Dataset entries:
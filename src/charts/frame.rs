//! Plot-area geometry shared by every recipe.

use crate::config::{ChartParams, Margin};
use crate::error::{Error, Result};
use crate::scale::{BandScale, LinearScale};
use crate::scene::SceneBuilder;

/// Inner and outer padding of band scales, as a fraction of the step.
pub(crate) const BAND_PADDING: f32 = 0.1;

/// Surface size and margins, with scale constructors for the plot area.
#[derive(Debug, Clone, Copy)]
pub(crate) struct Frame {
    width: f32,
    height: f32,
    margin: Margin,
}

impl Frame {
    pub(crate) fn new(params: &ChartParams) -> Result<Self> {
        let (width, height, margin) = (params.width, params.height, params.margin);
        for (name, value) in [("width", width), ("height", height)] {
            if !(value.is_finite() && value > 0.0) {
                let reason = format!("{value} is not a positive size");
                return Err(Error::InvalidParameter { name, reason });
            }
        }
        let sides = [margin.top, margin.right, margin.bottom, margin.left];
        if sides.iter().any(|m| !m.is_finite() || *m < 0.0) {
            return Err(Error::InvalidParameter {
                name: "margin",
                reason: "margins must be finite and >= 0".to_string(),
            });
        }
        if margin.left + margin.right >= width || margin.top + margin.bottom >= height {
            return Err(Error::InvalidParameter {
                name: "margin",
                reason: format!("margins leave no plot area in {width}x{height}"),
            });
        }
        Ok(Self { width, height, margin })
    }

    pub(crate) fn width(&self) -> f32 {
        self.width
    }

    pub(crate) fn height(&self) -> f32 {
        self.height
    }

    pub(crate) fn left(&self) -> f32 {
        self.margin.left
    }

    pub(crate) fn right(&self) -> f32 {
        self.width - self.margin.right
    }

    pub(crate) fn top(&self) -> f32 {
        self.margin.top
    }

    pub(crate) fn bottom(&self) -> f32 {
        self.height - self.margin.bottom
    }

    pub(crate) fn center_x(&self) -> f32 {
        (self.left() + self.right()) / 2.0
    }

    pub(crate) fn scene(&self) -> SceneBuilder {
        SceneBuilder::new(self.width, self.height)
    }

    /// Horizontal linear scale across the plot area.
    pub(crate) fn x_linear(&self, domain: (f32, f32), nice: bool) -> Result<LinearScale> {
        LinearScale::new(domain, (self.left(), self.right()), nice)
    }

    /// Vertical linear scale, increasing upward.
    pub(crate) fn y_linear(&self, domain: (f32, f32), nice: bool) -> Result<LinearScale> {
        LinearScale::new(domain, (self.bottom(), self.top()), nice)
    }

    /// Horizontal bands, first category on the left.
    pub(crate) fn x_band(&self, categories: Vec<String>) -> Result<BandScale> {
        BandScale::new(categories, (self.left(), self.right()), BAND_PADDING)
    }

    /// Vertical bands, first category at the top.
    pub(crate) fn y_band(&self, categories: Vec<String>) -> Result<BandScale> {
        BandScale::new(categories, (self.top(), self.bottom()), BAND_PADDING)
    }
}

#[cfg(test)]
mod tests {
    use super::*;
    use crate::scale::Scale;

    #[test]
    fn test_frame_edges() {
        let frame = Frame::new(&ChartParams::default()).expect("operation should succeed");
        assert_eq!(frame.left(), 40.0);
        assert_eq!(frame.right(), 470.0);
        assert_eq!(frame.top(), 20.0);
        assert_eq!(frame.bottom(), 270.0);
        assert_eq!(frame.center_x(), 255.0);
    }

    #[test]
    fn test_y_scale_points_up() {
        let frame = Frame::new(&ChartParams::default()).expect("operation should succeed");
        let y = frame.y_linear((0.0, 10.0), false).expect("operation should succeed");
        assert_eq!(y.scale(0.0), 270.0);
        assert_eq!(y.scale(10.0), 20.0);
    }

    #[test]
    fn test_frame_rejects_bad_sizes() {
        let params = ChartParams::default().size(0.0, 300.0);
        assert!(matches!(Frame::new(&params), Err(Error::InvalidParameter { name: "width", .. })));

        let params = ChartParams::default().size(60.0, 300.0);
        assert!(matches!(Frame::new(&params), Err(Error::InvalidParameter { name: "margin", .. })));

        let params = ChartParams::default().size(500.0, f32::NAN);
        assert!(matches!(Frame::new(&params), Err(Error::InvalidParameter { name: "height", .. })));
    }
}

REQUIRED WORK:
If a line of the data above contains "Horizontal", copy it out.

RESULT OF THE TASK:
    /// Horizontal linear scale across the plot area.
    /// Horizontal bands, first category on the left.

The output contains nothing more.